14. Kode etik jurnalistik - seperangkat aturan etika profesi jurnalistik.. (Indonesia,
1998)
Menurut UU no. 40 Tahun 1999, Pasal 3 menyatakan bahwa karya pelaporan nasional berupa
informasi, pendidikan atau pelatihan, hiburan atau rekreasi, kontrol atau koreksi sosial, dan
mediasi. Menyebarkan informasi sebagai sumber informasi merupakan fungsi terpenting dari
media. Banyak orang membutuhkan informasi tentang apa yang terjadi dan ingin mendaftar
atau membeli surat kabar. Selain itu, media juga dituntut untuk menyediakan data, yaitu
informasi yang dibutuhkan masyarakat, terutama bagaimana meningkatkan kesadaran tentang
isu-isu pembangunan. Media informasi merupakan bagian dari kerja media dalam hal
berfikir. Salah satu fungsi reportase berita adalah proses pembelajaran, dan Pasal 3 adalah
proses pembelajaran. Untuk itu, tentu saja media harus mampu menyebarluaskan informasi
pendidikan. Media harus menjadi salah satu kegiatan yang media perlu menjadi tempat
belajar, media harus dapat membangkitkan minat membaca masyarakat khususnya siswa di
sekolah. Media adalah cara untuk mengontrol masyarakat Media adalah alat untuk
mengontrol masyarakat, menjelaskan peristiwa buruk, situasi yang tidak pantas, melanggar
aturan, dan meningkatkan kesadaran agar peristiwa tersebut tidak terjadi lagi. Patuhi aturan
ketika kebaikan naik dan naik. Menurut Undang-Undang Surat Kabar tahun 1999, 40. Pers
adalah lembaga sosial, dan didefinisikan sebagai badan netral yang terlibat dalam kegiatan
pers. Media seperti media hiburan. Ayat (1) Pasal 3 UU no. 40 Tahun 1999 menyatakan
bahwa salah satu fungsi media adalah hiburan. Hiburan media tidak boleh mengganggu apa
yang mungkin atau mungkin tidak terjadi.
DAFTAR PUSTAKA
Akil, M. A. (2014). REGULASI MEDIA DI INDONESIA (Tinjauan UU Pers dan UU
Penyiaran). Jurnal Dakwah Tabligh, 15(2), 137–145.
Arianto, H. (2017). Akibat Hukum Perusahaan Pers yang Tidak Berbadan Hukum
Berdasarkan Undang-Undang Nomor 40 Tahun 1999 tentang Pers (Vol. 1, Issue 69).
Universitas Esa Unggul.
Bekti Nugroho, S. (2013). Pers Berkualitas, Masyarakat Cerdas. In Dewan Pers.
https://dewanpers.or.id/assets/ebook/buku/822-Buku Pers berkualitas masyarakat
Cerdas_final.pdf
Indonesia, P. R. (1998). Undang-Undang Republik Indonesia Nomor 40 Tahun 1999 Tentang
Pers. Peraturan Pemerintah Republik Indonesia Nomor 26 Tahun 1985 Tentang Jalan,
1, 1–5. https://www.google.com/url?
sa=t&rct=j&q=&esrc=s&source=web&cd=1&cad=rja&uact=8&ved=2ahUKEwjWxrKe
if7eAhVYfysKHcHWAOwQFjAAegQICRAC&url=https%3A%2F%2Fwww.ojk.go.id
%2Fid%2Fkanal%2Fpasar-modal%2Fregulasi%2Fundang-undang%2FDocuments
%2FPages%2Fundang-undang-nomo
Simaremare, T. (1999). Prinsip Kewartawanan Mochtar Lubis yang terdapat dalam buku
Mochtar Lubis Wartawan Jihad. 1(10), 9–39.

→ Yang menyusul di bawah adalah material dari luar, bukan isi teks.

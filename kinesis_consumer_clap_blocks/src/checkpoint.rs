//! CLI handling for checkpoint store config (via CLI arguments and environment variables).

use std::{fs, path::PathBuf, sync::Arc};

use kinesis_consumer_core::{CheckpointStore, MemoryCheckpointStore, ObjectStoreCheckpointStore};
use object_store::local::LocalFileSystem;
use thiserror::Error;
use tracing::{info, warn};

#[derive(Debug, Error)]
#[allow(missing_docs)]
pub enum ParseError {
    #[error("Unable to create checkpoint directory {path:?}: {source}")]
    CreatingCheckpointDirectory {
        path: PathBuf,
        source: std::io::Error,
    },

    #[error("Unable to create local store {path:?}: {source}")]
    CreateLocalFileSystem {
        path: PathBuf,
        source: object_store::Error,
    },

    #[error("Specified {store:?} for the checkpoint store, required configuration missing for {missing}")]
    MissingConfig {
        store: CheckpointStoreType,
        missing: String,
    },
}

/// Where checkpoints are kept.
#[derive(Debug, Copy, Clone, Default, PartialEq, Eq, clap::ValueEnum)]
pub enum CheckpointStoreType {
    /// In process memory. Progress is lost on exit.
    #[default]
    Memory,

    /// One JSON file per shard below `--checkpoint-dir`.
    File,
}

/// CLI config for the checkpoint store.
#[derive(Debug, Clone, clap::Parser)]
pub struct CheckpointStoreConfig {
    /// Which checkpoint store to use.
    ///
    /// The default keeps checkpoints in memory only, so every run starts from the configured
    /// initial position. Pass `--checkpoint-store file` to resume where the last run left off.
    #[clap(
        value_enum,
        long = "checkpoint-store",
        env = "KINESIS_CHECKPOINT_STORE",
        ignore_case = true,
        default_value_t = CheckpointStoreType::default(),
        action
    )]
    pub checkpoint_store: CheckpointStoreType,

    /// Directory for checkpoint files.
    ///
    /// Required for `--checkpoint-store file`.
    #[clap(long = "checkpoint-dir", env = "KINESIS_CHECKPOINT_DIR", action)]
    pub checkpoint_dir: Option<PathBuf>,
}

impl CheckpointStoreConfig {
    /// Create the configured checkpoint store, creating the checkpoint directory if needed.
    pub fn make_checkpoint_store(&self) -> Result<Arc<dyn CheckpointStore>, ParseError> {
        if self.checkpoint_dir.is_some() && self.checkpoint_store != CheckpointStoreType::File {
            warn!(
                "checkpoint dir specified, but ignored for checkpoint store type {:?}",
                self.checkpoint_store
            );
        }

        match self.checkpoint_store {
            CheckpointStoreType::Memory => {
                warn!(
                    checkpoint_store = "memory",
                    "checkpoints are not persisted, use --checkpoint-store file to resume after a restart"
                );
                Ok(Arc::new(MemoryCheckpointStore::default()))
            }
            CheckpointStoreType::File => {
                let path = self
                    .checkpoint_dir
                    .as_ref()
                    .ok_or_else(|| ParseError::MissingConfig {
                        store: self.checkpoint_store,
                        missing: "checkpoint-dir".to_string(),
                    })?;

                fs::create_dir_all(path).map_err(|source| {
                    ParseError::CreatingCheckpointDirectory {
                        path: path.clone(),
                        source,
                    }
                })?;
                let object_store = LocalFileSystem::new_with_prefix(path).map_err(|source| {
                    ParseError::CreateLocalFileSystem {
                        path: path.clone(),
                        source,
                    }
                })?;

                info!(checkpoint_store = "file", checkpoint_dir = ?path, "persisting checkpoints");
                Ok(Arc::new(ObjectStoreCheckpointStore::new(Arc::new(
                    object_store,
                ))))
            }
        }
    }
}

Surbakti, D. (2016). Peran dan Fungsi Pers Menurut Undang-undang Pers tahun 1999 serta
Perkembangannya. Jurnal Hukum PRIORIS, 5(1), 77–86.
https://doi.org/10.25105/prio.v5i1.396
Syahriar, I. (2014). Penegakan Hukum Pers (A. Dakhoir (ed.); 1st ed.). CV. ASWAJA
PRESSINDO.
Yudiantoro, A. (2017). Tinjauan Umum Terhadap Pers. Jurnal Dewan Pers, 8(1817).